The essay, published June 11 in The Guardian, opens with Sloat describing the running list she and her father kept of ways they did not want to die, with being buried alive at number one. She wrote that most fathers would shield their children from such morbid fascinations, but hers did the opposite. “He saw death as life’s most honest teacher and ensured I wouldn’t meet it as a stranger,” she wrote.

Sloat details her father’s background. He was the second of four boys, delivered by a local doctor in the family farmhouse in Indiana. His only sister was stillborn. Death was a regular feature of his childhood: dogs hit by tractors, barn cats meeting untimely ends, slaughtered chickens running around with their heads cut off. As a university student, he lived above a funeral home and helped collect and prepare bodies in exchange for discounted rent. According to Sloat, her father observed that “many people hadn’t known that morning they were putting on their socks for the last time.”

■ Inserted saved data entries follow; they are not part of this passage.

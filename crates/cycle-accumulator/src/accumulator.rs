//! Combine one cycle's fresh rows with the previous cycle's combined rows

use fit_core::{
    Cycle, DimManifest, Error, FileKind, FileSet, RegressionAlgorithm, Result, SetRole,
};
use row_store::{concat, LocalStore, RowFile};
use tokio::fs;
use tracing::{debug, info, instrument, warn};

/// Result of accumulating one cycle
#[derive(Debug, Clone, PartialEq)]
pub struct Accumulation {
    pub combined: FileSet,

    /// Rows in every combined file
    pub rows: u64,

    /// The fresh set was adopted as the start of a lineage
    pub adopted: bool,

    /// Single-partition manifest, written for distributed solvers
    pub dim: Option<DimManifest>,
}

/// Folds fresh file sets into running combined sets
#[derive(Debug, Clone)]
pub struct CycleAccumulator {
    algorithm: RegressionAlgorithm,
}

impl CycleAccumulator {
    pub fn new(algorithm: RegressionAlgorithm) -> Self {
        Self { algorithm }
    }

    /// Build the combined set for `cycle` in the fresh set's directory.
    ///
    /// With no `previous` set the fresh files are renamed into the combined
    /// names. Otherwise each combined file is `previous ++ fresh`; the
    /// previous cycle's files are only read.
    #[instrument(skip_all, fields(cycle = cycle, dir = %fresh.dir().display()))]
    pub async fn accumulate(
        &self,
        cycle: Cycle,
        fresh: &FileSet,
        previous: Option<&FileSet>,
    ) -> Result<Accumulation> {
        if fresh.role() != SetRole::Fresh {
            return Err(Error::Internal {
                message: format!("cycle {} input set is not a fresh set", cycle),
            });
        }
        let combined = FileSet::combined(fresh.dir());

        let adopted = match previous {
            None => {
                adopt(fresh, &combined).await?;
                true
            }
            Some(previous) => {
                extend(cycle, previous, fresh, &combined).await?;
                false
            }
        };

        let rows = verify_aligned(&combined, &FileKind::ALL).await?;

        let dim = if self.algorithm.is_distributed() {
            let store = LocalStore::new(combined.dir());
            let a = RowFile::new(combined.path(FileKind::AMatrix));
            let b = RowFile::new(combined.path(FileKind::BVector));
            Some(matrix_split::write_dim(&store, &a, &b).await?)
        } else {
            None
        };

        info!(rows, adopted, "Cycle accumulated");
        Ok(Accumulation {
            combined,
            rows,
            adopted,
            dim,
        })
    }
}

async fn adopt(fresh: &FileSet, combined: &FileSet) -> Result<()> {
    let anchor = combined.path(FileKind::AMatrix);
    if fs::metadata(&anchor).await.is_ok() {
        warn!(path = %anchor.display(), "Combined set already present, skipping adoption");
        return Ok(());
    }

    for kind in FileKind::ALL {
        let from = fresh.path(kind);
        let to = combined.path(kind);
        fs::rename(&from, &to).await.map_err(|e| {
            if e.kind() == std::io::ErrorKind::NotFound {
                Error::PathNotFound { path: from.clone() }
            } else {
                Error::Io(e)
            }
        })?;
        debug!(from = %from.display(), to = %to.display(), "Adopted fresh file");
    }
    Ok(())
}

async fn extend(cycle: Cycle, previous: &FileSet, fresh: &FileSet, combined: &FileSet) -> Result<()> {
    if previous.dir() == combined.dir() {
        return Err(Error::Internal {
            message: format!(
                "cycle {} would overwrite its own previous combined set",
                cycle
            ),
        });
    }

    for (kind, path) in previous.paths() {
        if fs::metadata(&path).await.is_err() {
            debug!(kind = ?kind, path = %path.display(), "Previous combined file missing");
            return Err(Error::MissingPreviousCycle {
                cycle: cycle.saturating_sub(1),
                dir: previous.dir().to_path_buf(),
            });
        }
    }

    for kind in FileKind::ALL {
        let rows = concat(
            &combined.path(kind),
            &[previous.path(kind), fresh.path(kind)],
        )
        .await?;
        debug!(kind = ?kind, rows, "Combined file written");
    }
    Ok(())
}

/// Check every file of `kinds` in `set` has the same row count and return it.
///
/// The b-vector is the reference count when present.
pub async fn verify_aligned(set: &FileSet, kinds: &[FileKind]) -> Result<u64> {
    let mut counts = Vec::with_capacity(kinds.len());
    for &kind in kinds {
        let path = set.path(kind);
        let rows = RowFile::new(&path).line_count().await?;
        counts.push((kind, path, rows));
    }

    let expected = counts
        .iter()
        .find(|(kind, _, _)| *kind == FileKind::BVector)
        .or_else(|| counts.first())
        .map(|(_, _, rows)| *rows)
        .unwrap_or(0);

    for (_, path, rows) in counts {
        if rows != expected {
            return Err(Error::RowCountMismatch {
                path,
                expected,
                actual: rows,
            });
        }
    }
    Ok(expected)
}
//! Fit Core - Foundation for the regression-data pipeline
//!
//! Provides the error taxonomy, validated configuration and the row,
//! manifest and file-set types shared by the splitting, accumulation,
//! weighting and checkpoint crates.

pub mod config;
pub mod error;
pub mod telemetry;
pub mod types;

pub use config::{
    CycleConfig, JobConfig, PipelineConfig, RegressionAlgorithm, SolverConfig, WeightMethod,
    WeightRequest, WeightSet, WeightTerm, WeightingConfig,
};
pub use error::{Error, ErrorKind, Result};
pub use types::*;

Sloat experienced her first death at age three, when her next-door playmate died unexpectedly of respiratory failure. Her father held her hand as she knocked on the parents’ door to offer condolences, reassuring her that she would not similarly die in her sleep. Years later, her parents brought her to a funeral home when a neighbor died. She wrote that her father said she could touch the body and explained the skin would feel “cool and waxy.”

The essay describes the family’s tradition of casket photography. Sloat recalled photos of herself standing awkwardly next to deceased grandparents, unsure of the appropriate facial expression. When challenged on the practice, her father said the photos helped him remember.

Sloat wrote that her father died in a car accident in mid-April 2019. He was driving to work on icy roads after an overnight snowstorm near his lakeside home in Michigan. By the time she flew home from Washington D.C. that evening, the snow had melted. She left the hospital with a bag of his clothes — he had worn jeans instead of his usual dress pants in case he needed to shovel snow from the parking lot. Paramedics had cut off his black leather jacket to restart his heart on the roadside.

The family continued the casket-photography tradition. The album now includes a picture of Sloat standing next to her father’s body. During the eulogy she turned to his casket and suggested it was a good time for him to join the gathering, but there was no reply.

Sloat writes that as she approaches her seventh Father’s Day without him, she still hears his voice and thinks of sending him additions to their unusual-death list. She said she has become more intentional about celebrating with family and offering praise while it can still be heard. “I strive to live with death’s certainty, embodying my dad’s teaching that acknowledging its presence makes life shine with greater purpose,” she wrote. “And when I put on my socks every morning, I am reminded of the beauty and fragility of life.”